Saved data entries
• • • •
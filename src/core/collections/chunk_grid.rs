//! Torus-wrapped uniform grid used to locate triangles by position.
//!
//! The fundamental domain is split into `n × n` square chunks. Every triangle is
//! registered in each chunk its axis-aligned bounding box touches, with chunk
//! indices taken modulo `n`, so a triangle that pokes out of the domain is also
//! found from the chunks on the opposite side.
//!
//! The grid only stores keys. Callers recompute a triangle's bounding box from
//! its (immutable) vertex positions when unregistering it.

use super::SmallBuffer;
use crate::core::periodic_mesh::TriangleKey;
use crate::geometry::point::Point2;

/// Inline capacity of one chunk's key list.
const CHUNK_INLINE_CAPACITY: usize = 8;

/// Target number of triangles per chunk when sizing from a point count.
const TRIANGLES_PER_CHUNK: usize = 4;

/// Upper bound on chunks per side, keeps the table bounded for tiny chunk
/// sizes.
pub const MAX_CHUNKS_PER_SIDE: usize = 1024;

type ChunkBucket = SmallBuffer<TriangleKey, CHUNK_INLINE_CAPACITY>;

#[derive(Clone, Debug)]
pub struct ChunkGrid {
    domain_size: f64,
    chunk_size: f64,
    chunks_per_side: usize,
    chunks: Vec<ChunkBucket>,
}

impl ChunkGrid {
    /// Creates a grid whose chunks are as close to `chunk_hint` as an integer
    /// subdivision of the domain allows.
    ///
    /// Non-positive or non-finite hints give a single chunk.
    #[must_use]
    pub fn with_chunk_size(domain_size: f64, chunk_hint: f64) -> Self {
        let per_side = if chunk_hint.is_finite() && chunk_hint > 0.0 {
            num_traits::cast::<f64, usize>((domain_size / chunk_hint).floor()).unwrap_or(1)
        } else {
            1
        };
        Self::with_chunks_per_side(domain_size, per_side)
    }

    /// Sizes the grid for roughly `expected_points` points.
    ///
    /// A periodic triangulation has two triangles per point.
    #[must_use]
    pub fn for_point_count(domain_size: f64, expected_points: usize) -> Self {
        let target_chunks = (2 * expected_points).div_ceil(TRIANGLES_PER_CHUNK).max(1);
        let per_side = num_traits::cast::<f64, usize>(
            num_traits::cast::<usize, f64>(target_chunks)
                .unwrap_or(1.0)
                .sqrt()
                .ceil(),
        )
        .unwrap_or(1);
        Self::with_chunks_per_side(domain_size, per_side)
    }

    /// Empty grid with the same resolution.
    #[must_use]
    pub fn empty_like(&self) -> Self {
        Self::with_chunks_per_side(self.domain_size, self.chunks_per_side)
    }

    fn with_chunks_per_side(domain_size: f64, per_side: usize) -> Self {
        let chunks_per_side = per_side.clamp(1, MAX_CHUNKS_PER_SIDE);
        let chunk_size = domain_size / num_traits::cast::<usize, f64>(chunks_per_side).unwrap_or(1.0);
        Self {
            domain_size,
            chunk_size,
            chunks_per_side,
            chunks: vec![ChunkBucket::new(); chunks_per_side * chunks_per_side],
        }
    }

    #[inline]
    #[must_use]
    pub const fn chunk_size(&self) -> f64 {
        self.chunk_size
    }

    #[inline]
    #[must_use]
    pub const fn chunks_per_side(&self) -> usize {
        self.chunks_per_side
    }

    #[inline]
    #[must_use]
    pub const fn domain_size(&self) -> f64 {
        self.domain_size
    }

    /// Registers `key` in every chunk covered by the box `[min, max]`.
    pub fn insert(&mut self, key: TriangleKey, min: Point2, max: Point2) {
        self.for_each_chunk_in_box(min, max, |chunks, idx| chunks[idx].push(key));
    }

    /// Unregisters `key` from every chunk covered by the box `[min, max]`.
    pub fn remove(&mut self, key: TriangleKey, min: Point2, max: Point2) {
        self.for_each_chunk_in_box(min, max, |chunks, idx| {
            let bucket = &mut chunks[idx];
            if let Some(pos) = bucket.iter().position(|&k| k == key) {
                bucket.swap_remove(pos);
            }
        });
    }

    /// Returns `true` if `key` is registered in every chunk covered by the box.
    #[must_use]
    pub fn is_registered(&self, key: TriangleKey, min: Point2, max: Point2) -> bool {
        self.chunk_indices_in_box(min, max)
            .into_iter()
            .all(|idx| self.chunks[idx].contains(&key))
    }

    /// Triangles registered in the chunk containing `pos`.
    ///
    /// `pos` is expected to lie in the fundamental domain; anything else is
    /// wrapped first.
    #[must_use]
    pub fn candidates(&self, pos: Point2) -> &[TriangleKey] {
        let cx = self.wrap_index(self.chunk_coord(pos.x));
        let cy = self.wrap_index(self.chunk_coord(pos.y));
        &self.chunks[cy * self.chunks_per_side + cx]
    }

    /// Total number of (chunk, triangle) registrations.
    #[must_use]
    pub fn registrations(&self) -> usize {
        self.chunks.iter().map(ChunkBucket::len).sum()
    }

    pub fn clear(&mut self) {
        for bucket in &mut self.chunks {
            bucket.clear();
        }
    }

    // =========================================================================
    // INTERNAL HELPERS
    // =========================================================================

    fn chunk_coord(&self, c: f64) -> i64 {
        num_traits::cast::<f64, i64>((c / self.chunk_size).floor()).unwrap_or(0)
    }

    fn wrap_index(&self, c: i64) -> usize {
        let n = i64::try_from(self.chunks_per_side).unwrap_or(1);
        usize::try_from(c.rem_euclid(n)).unwrap_or(0)
    }

    /// Wrapped chunk indices along one axis, without repeats.
    fn axis_range(&self, lo: f64, hi: f64) -> impl Iterator<Item = usize> + use<> {
        let n = self.chunks_per_side;
        let c0 = self.chunk_coord(lo);
        let c1 = self.chunk_coord(hi).max(c0);
        let span = usize::try_from(c1 - c0 + 1).unwrap_or(n);
        let (start, len) = if span >= n {
            (0, n)
        } else {
            (self.wrap_index(c0), span)
        };
        (0..len).map(move |i| (start + i) % n)
    }

    fn chunk_indices_in_box(&self, min: Point2, max: Point2) -> Vec<usize> {
        let n = self.chunks_per_side;
        let ys: Vec<usize> = self.axis_range(min.y, max.y).collect();
        self.axis_range(min.x, max.x)
            .flat_map(|cx| ys.iter().map(move |&cy| cy * n + cx))
            .collect()
    }

    fn for_each_chunk_in_box<F>(&mut self, min: Point2, max: Point2, mut f: F)
    where
        F: FnMut(&mut [ChunkBucket], usize),
    {
        for idx in self.chunk_indices_in_box(min, max) {
            f(&mut self.chunks, idx);
        }
    }
}

#[cfg(test)]
mod tests {
    use super::*;
    use slotmap::SlotMap;

    fn keys(n: usize) -> Vec<TriangleKey> {
        let mut map: SlotMap<TriangleKey, ()> = SlotMap::with_key();
        (0..n).map(|_| map.insert(())).collect()
    }

    #[test]
    fn test_sizing() {
        let grid = ChunkGrid::with_chunk_size(10.0, 2.5);
        assert_eq!(grid.chunks_per_side(), 4);
        assert!((grid.chunk_size() - 2.5).abs() < 1e-12);

        let single = ChunkGrid::with_chunk_size(10.0, 0.0);
        assert_eq!(single.chunks_per_side(), 1);

        let capped = ChunkGrid::with_chunk_size(10.0, 1e-9);
        assert_eq!(capped.chunks_per_side(), MAX_CHUNKS_PER_SIDE);

        let sized = ChunkGrid::for_point_count(10.0, 200);
        assert_eq!(sized.chunks_per_side(), 10);
    }

    #[test]
    fn test_insert_and_query() {
        let k = keys(2);
        let mut grid = ChunkGrid::with_chunk_size(10.0, 2.5);
        grid.insert(k[0], Point2::new(0.5, 0.5), Point2::new(2.0, 2.0));
        grid.insert(k[1], Point2::new(3.0, 3.0), Point2::new(6.0, 4.0));

        assert_eq!(grid.candidates(Point2::new(1.0, 1.0)), &[k[0]]);
        assert_eq!(grid.candidates(Point2::new(5.5, 3.5)), &[k[1]]);
        assert!(grid.candidates(Point2::new(9.0, 9.0)).is_empty());
        assert_eq!(grid.registrations(), 1 + 2);
        assert!(grid.is_registered(k[1], Point2::new(3.0, 3.0), Point2::new(6.0, 4.0)));
    }

    #[test]
    fn test_boxes_wrap_around_the_torus() {
        let k = keys(1);
        let mut grid = ChunkGrid::with_chunk_size(10.0, 2.5);
        // Pokes out past the right and top edges.
        grid.insert(k[0], Point2::new(9.0, 9.0), Point2::new(11.0, 10.5));

        assert_eq!(grid.candidates(Point2::new(9.5, 9.5)), &[k[0]]);
        assert_eq!(grid.candidates(Point2::new(0.5, 0.2)), &[k[0]]);
        assert_eq!(grid.candidates(Point2::new(9.5, 0.2)), &[k[0]]);
        assert_eq!(grid.registrations(), 4);

        grid.remove(k[0], Point2::new(9.0, 9.0), Point2::new(11.0, 10.5));
        assert_eq!(grid.registrations(), 0);
    }

    #[test]
    fn test_box_wider_than_domain_registers_everywhere_once() {
        let k = keys(1);
        let mut grid = ChunkGrid::with_chunk_size(10.0, 5.0);
        grid.insert(k[0], Point2::new(-3.0, -3.0), Point2::new(14.0, 1.0));
        // Two columns by at most two rows, each chunk once.
        assert_eq!(grid.registrations(), 4);
        grid.clear();
        assert_eq!(grid.registrations(), 0);
    }
}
• • • •
- **Action item**
Filter the entries down to the lines holding the string "start". Copy each of those lines.

- **Written solution**
        let (start, len) = if span >= n {
        (0..len).map(move |i| (start + i) % n)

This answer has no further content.